Internet Rule 22:  Copypasta is made to ruin every last bit of originality.
Internet Rule 23:  Copypasta is made to ruin every last bit of originality.

Reference:  http://knowyourmeme.com/photos/30662

But nowadays, with the advent of the Internet, it’s almost ridiculous.  Not just in the concept but also the reasons:  In 2010, plagiarism might as well be replaced with the internet meme, “Copypasta,” because that is all you need to do.  And the reason is a clavier laziness:  The idea is that, if it’s on the internet, it’s common knowledge and acceptable in any level of communication as Public Domain.  Some people just print out Wikipedia articles and put their names on it, and then be surprised that they actually need to write something about the article.  And state the sources behind the account.

"I myself don’t feel it is stealing, because I put all the material into a completely different and unique context and from the outset consistently promoted the fact that none of that is actually by me,"  — Helene Hegemann, on her non-defense of copypastaing in Axolotl Roadkill

This form of laziness is not just in college.  Ask any Deviant.  That referenced image ended up on a T-shirt in Korea.  The designer didn’t even bother to write to the creator even to jest.  Nowadays there is a rising trend to just be like Vanilla Ice and Milli Vanilli when it comes to creativity.  They join Hegemann in raising their noses and going “There’s no such thing as originality anyway, just authenticity.” as they copypasta everything they ever liked into their lives a la P2P and just declare it their creativity.  News flash, folks:  That isn’t creativity.  That is Scrapbooking.  And It’s a very sad artist who looks back at their lives and sees that all they’ve ever done is scrap book their way through life, without any original thought or idea in their constantly empty heads.

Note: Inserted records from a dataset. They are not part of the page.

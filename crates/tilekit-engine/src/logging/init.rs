use std::sync::Once;

use log::LevelFilter;

/// Logger configuration.
///
/// `filter` follows the `env_logger` filter syntax (e.g. "info",
/// "tilekit_engine=debug,tilekit_demo=info"). When it is `None`, `RUST_LOG`
/// is consulted, then `default_level`.
#[derive(Debug, Clone)]
pub struct LoggingConfig {
    pub filter: Option<String>,
    pub default_level: LevelFilter,
    pub write_style: env_logger::WriteStyle,
    /// Prefix records with a millisecond timestamp; useful when checking frame pacing.
    pub timestamps: bool,
}

impl Default for LoggingConfig {
    fn default() -> Self {
        Self {
            filter: None,
            default_level: LevelFilter::Info,
            write_style: env_logger::WriteStyle::Auto,
            timestamps: false,
        }
    }
}

impl LoggingConfig {
    pub fn filter(mut self, filter: impl Into<String>) -> Self {
        self.filter = Some(filter.into());
        self
    }

    pub fn default_level(mut self, level: LevelFilter) -> Self {
        self.default_level = level;
        self
    }

    pub fn timestamps(mut self, b: bool) -> Self {
        self.timestamps = b;
        self
    }
}

static INIT: Once = Once::new();

/// Initializes the global logger once.
///
/// Subsequent calls are ignored, as is a logger installed by someone else
/// (e.g. a test harness).
pub fn init_logging(config: LoggingConfig) {
    INIT.call_once(|| {
        let mut builder = env_logger::Builder::new();

        match config.filter.or_else(|| std::env::var("RUST_LOG").ok()) {
            Some(filter) => {
                builder.parse_filters(&filter);
            }
            None => {
                builder.filter_level(config.default_level);
            }
        }

        builder.write_style(config.write_style);
        if config.timestamps {
            builder.format_timestamp_millis();
        } else {
            builder.format_timestamp(None);
        }

        if builder.try_init().is_err() {
            return;
        }

        log::debug!("logging initialized");
    });
}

And it’s more prevalent than you think:  When was the last good new song you heard, or the latest most original story you’ve really read, or watched an innovative and original television show?  I see Mexican Wrestling and Chinese cartoons for a reason:  Almost everything in America is a copy of someone else:  Everything is generated by computer and is spat out for the masses to consume with compulsion.  It is an age of Boy Bands and of Girl Bands. Of Boy and Girl Bands. Of Girl Bands with a couple of boys in them that look like girls anyway.  Nothing is left to chance, hits are scheduled years in advance.  And Queen is nowhere to be seen.  (Hint:  There’s a clever way to state your references, something I always do.  Such is the charm of HTML.)

“You’re not coming up with new ideas if you’re grabbing and mixing and matching,” said Ms. Wilensky, who took aim at Ms. Hegemann in a column in her student newspaper headlined “Generation Plagiarism.”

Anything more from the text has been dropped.